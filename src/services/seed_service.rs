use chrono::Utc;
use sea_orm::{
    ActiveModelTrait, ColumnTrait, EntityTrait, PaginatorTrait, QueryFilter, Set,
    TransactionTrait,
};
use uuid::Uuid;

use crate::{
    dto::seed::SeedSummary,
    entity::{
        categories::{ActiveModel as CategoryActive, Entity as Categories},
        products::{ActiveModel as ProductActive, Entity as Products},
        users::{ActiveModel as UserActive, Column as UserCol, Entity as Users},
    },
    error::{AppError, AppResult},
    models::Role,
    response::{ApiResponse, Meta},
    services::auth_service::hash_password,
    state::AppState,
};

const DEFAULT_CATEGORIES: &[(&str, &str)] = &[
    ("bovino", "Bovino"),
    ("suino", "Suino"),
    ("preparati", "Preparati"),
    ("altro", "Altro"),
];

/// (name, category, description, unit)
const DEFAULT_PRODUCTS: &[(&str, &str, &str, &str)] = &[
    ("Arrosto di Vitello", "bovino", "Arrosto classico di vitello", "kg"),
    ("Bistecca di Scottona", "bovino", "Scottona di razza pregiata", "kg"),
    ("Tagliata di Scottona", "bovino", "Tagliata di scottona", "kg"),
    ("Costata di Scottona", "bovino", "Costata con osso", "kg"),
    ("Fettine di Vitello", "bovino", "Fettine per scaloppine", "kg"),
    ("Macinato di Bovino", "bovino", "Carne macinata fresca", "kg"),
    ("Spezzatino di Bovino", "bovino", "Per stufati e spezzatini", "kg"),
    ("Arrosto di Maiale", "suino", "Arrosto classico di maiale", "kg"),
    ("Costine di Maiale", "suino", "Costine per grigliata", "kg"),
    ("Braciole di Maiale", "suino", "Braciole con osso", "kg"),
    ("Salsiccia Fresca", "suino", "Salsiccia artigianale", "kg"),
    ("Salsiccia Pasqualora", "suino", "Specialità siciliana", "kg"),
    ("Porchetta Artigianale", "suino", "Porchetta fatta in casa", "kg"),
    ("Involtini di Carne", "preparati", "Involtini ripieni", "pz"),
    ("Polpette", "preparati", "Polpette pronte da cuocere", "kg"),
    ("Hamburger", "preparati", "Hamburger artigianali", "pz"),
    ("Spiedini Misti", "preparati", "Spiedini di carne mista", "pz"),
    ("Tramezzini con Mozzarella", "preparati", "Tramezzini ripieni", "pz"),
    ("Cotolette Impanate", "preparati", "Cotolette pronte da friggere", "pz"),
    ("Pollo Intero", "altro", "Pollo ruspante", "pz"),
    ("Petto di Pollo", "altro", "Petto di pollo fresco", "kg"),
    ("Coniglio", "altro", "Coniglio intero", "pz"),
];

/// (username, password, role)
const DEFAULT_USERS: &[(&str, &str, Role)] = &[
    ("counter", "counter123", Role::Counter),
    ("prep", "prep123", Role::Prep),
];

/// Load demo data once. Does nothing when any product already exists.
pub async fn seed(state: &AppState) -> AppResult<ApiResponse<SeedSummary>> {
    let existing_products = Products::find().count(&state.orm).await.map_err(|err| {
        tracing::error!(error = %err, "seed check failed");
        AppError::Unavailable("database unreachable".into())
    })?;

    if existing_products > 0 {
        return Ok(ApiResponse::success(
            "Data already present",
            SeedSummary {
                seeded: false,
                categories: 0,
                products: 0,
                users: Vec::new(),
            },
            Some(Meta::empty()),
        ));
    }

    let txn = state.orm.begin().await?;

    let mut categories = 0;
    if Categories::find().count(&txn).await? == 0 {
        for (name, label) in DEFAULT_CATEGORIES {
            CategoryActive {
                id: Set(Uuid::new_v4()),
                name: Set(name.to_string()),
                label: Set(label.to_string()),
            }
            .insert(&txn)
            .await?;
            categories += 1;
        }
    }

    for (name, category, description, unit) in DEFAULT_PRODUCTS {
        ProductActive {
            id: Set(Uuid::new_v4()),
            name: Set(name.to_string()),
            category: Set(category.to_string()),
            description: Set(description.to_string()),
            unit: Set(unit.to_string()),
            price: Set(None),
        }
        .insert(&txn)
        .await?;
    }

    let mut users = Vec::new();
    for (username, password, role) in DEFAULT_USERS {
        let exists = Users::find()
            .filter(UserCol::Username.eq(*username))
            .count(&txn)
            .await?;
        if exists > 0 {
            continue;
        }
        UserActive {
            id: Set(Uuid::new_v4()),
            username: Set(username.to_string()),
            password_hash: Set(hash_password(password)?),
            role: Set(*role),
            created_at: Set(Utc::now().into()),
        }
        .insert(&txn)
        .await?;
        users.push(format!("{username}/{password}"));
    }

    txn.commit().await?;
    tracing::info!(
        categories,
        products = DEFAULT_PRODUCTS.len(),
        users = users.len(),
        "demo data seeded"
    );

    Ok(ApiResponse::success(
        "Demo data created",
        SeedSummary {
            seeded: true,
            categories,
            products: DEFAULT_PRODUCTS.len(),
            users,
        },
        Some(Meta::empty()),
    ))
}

- [What the task asks]
Copy the data word for word.

- [Solved exercise]
filename src/services/seed_service.rs
use chrono::Utc;
use sea_orm::{
    ActiveModelTrait, ColumnTrait, EntityTrait, PaginatorTrait, QueryFilter, Set,
    TransactionTrait,
};
use uuid::Uuid;

use crate::{
    dto::seed::SeedSummary,
    entity::{
        categories::{ActiveModel as CategoryActive, Entity as Categories},
        products::{ActiveModel as ProductActive, Entity as Products},
        users::{ActiveModel as UserActive, Column as UserCol, Entity as Users},
    },
    error::{AppError, AppResult},
    models::Role,
    response::{ApiResponse, Meta},
    services::auth_service::hash_password,
    state::AppState,
};

const DEFAULT_CATEGORIES: &[(&str, &str)] = &[
    ("bovino", "Bovino"),
    ("suino", "Suino"),
    ("preparati", "Preparati"),
    ("altro", "Altro"),
];

/// (name, category, description, unit)
const DEFAULT_PRODUCTS: &[(&str, &str, &str, &str)] = &[
    ("Arrosto di Vitello", "bovino", "Arrosto classico di vitello", "kg"),
    ("Bistecca di Scottona", "bovino", "Scottona di razza pregiata", "kg"),
    ("Tagliata di Scottona", "bovino", "Tagliata di scottona", "kg"),
    ("Costata di Scottona", "bovino", "Costata con osso", "kg"),
    ("Fettine di Vitello", "bovino", "Fettine per scaloppine", "kg"),
    ("Macinato di Bovino", "bovino", "Carne macinata fresca", "kg"),
    ("Spezzatino di Bovino", "bovino", "Per stufati e spezzatini", "kg"),
    ("Arrosto di Maiale", "suino", "Arrosto classico di maiale", "kg"),
    ("Costine di Maiale", "suino", "Costine per grigliata", "kg"),
    ("Braciole di Maiale", "suino", "Braciole con osso", "kg"),
    ("Salsiccia Fresca", "suino", "Salsiccia artigianale", "kg"),
    ("Salsiccia Pasqualora", "suino", "Specialità siciliana", "kg"),
    ("Porchetta Artigianale", "suino", "Porchetta fatta in casa", "kg"),
    ("Involtini di Carne", "preparati", "Involtini ripieni", "pz"),
    ("Polpette", "preparati", "Polpette pronte da cuocere", "kg"),
    ("Hamburger", "preparati", "Hamburger artigianali", "pz"),
    ("Spiedini Misti", "preparati", "Spiedini di carne mista", "pz"),
    ("Tramezzini con Mozzarella", "preparati", "Tramezzini ripieni", "pz"),
    ("Cotolette Impanate", "preparati", "Cotolette pronte da friggere", "pz"),
    ("Pollo Intero", "altro", "Pollo ruspante", "pz"),
    ("Petto di Pollo", "altro", "Petto di pollo fresco", "kg"),
    ("Coniglio", "altro", "Coniglio intero", "pz"),
];

/// (username, password, role)
const DEFAULT_USERS: &[(&str, &str, Role)] = &[
    ("counter", "counter123", Role::Counter),
    ("prep", "prep123", Role::Prep),
];

/// Load demo data once. Does nothing when any product already exists.
pub async fn seed(state: &AppState) -> AppResult<ApiResponse<SeedSummary>> {
    let existing_products = Products::find().count(&state.orm).await.map_err(|err| {
        tracing::error!(error = %err, "seed check failed");
        AppError::Unavailable("database unreachable".into())
    })?;

    if existing_products > 0 {
        return Ok(ApiResponse::success(
            "Data already present",
            SeedSummary {
                seeded: false,
                categories: 0,
                products: 0,
                users: Vec::new(),
            },
            Some(Meta::empty()),
        ));
    }

    let txn = state.orm.begin().await?;

    let mut categories = 0;
    if Categories::find().count(&txn).await? == 0 {
        for (name, label) in DEFAULT_CATEGORIES {
            CategoryActive {
                id: Set(Uuid::new_v4()),
                name: Set(name.to_string()),
                label: Set(label.to_string()),
            }
            .insert(&txn)
            .await?;
            categories += 1;
        }
    }

    for (name, category, description, unit) in DEFAULT_PRODUCTS {
        ProductActive {
            id: Set(Uuid::new_v4()),
            name: Set(name.to_string()),
            category: Set(category.to_string()),
            description: Set(description.to_string()),
            unit: Set(unit.to_string()),
            price: Set(None),
        }
        .insert(&txn)
        .await?;
    }

    let mut users = Vec::new();
    for (username, password, role) in DEFAULT_USERS {
        let exists = Users::find()
            .filter(UserCol::Username.eq(*username))
            .count(&txn)
            .await?;
        if exists > 0 {
            continue;
        }
        UserActive {
            id: Set(Uuid::new_v4()),
            username: Set(username.to_string()),
            password_hash: Set(hash_password(password)?),
            role: Set(*role),
            created_at: Set(Utc::now().into()),
        }
        .insert(&txn)
        .await?;
        users.push(format!("{username}/{password}"));
    }

    txn.commit().await?;
    tracing::info!(
        categories,
        products = DEFAULT_PRODUCTS.len(),
        users = users.len(),
        "demo data seeded"
    );

    Ok(ApiResponse::success(
        "Demo data created",
        SeedSummary {
            seeded: true,
            categories,
            products: DEFAULT_PRODUCTS.len(),
            users,
        },
        Some(Meta::empty()),
    ))
}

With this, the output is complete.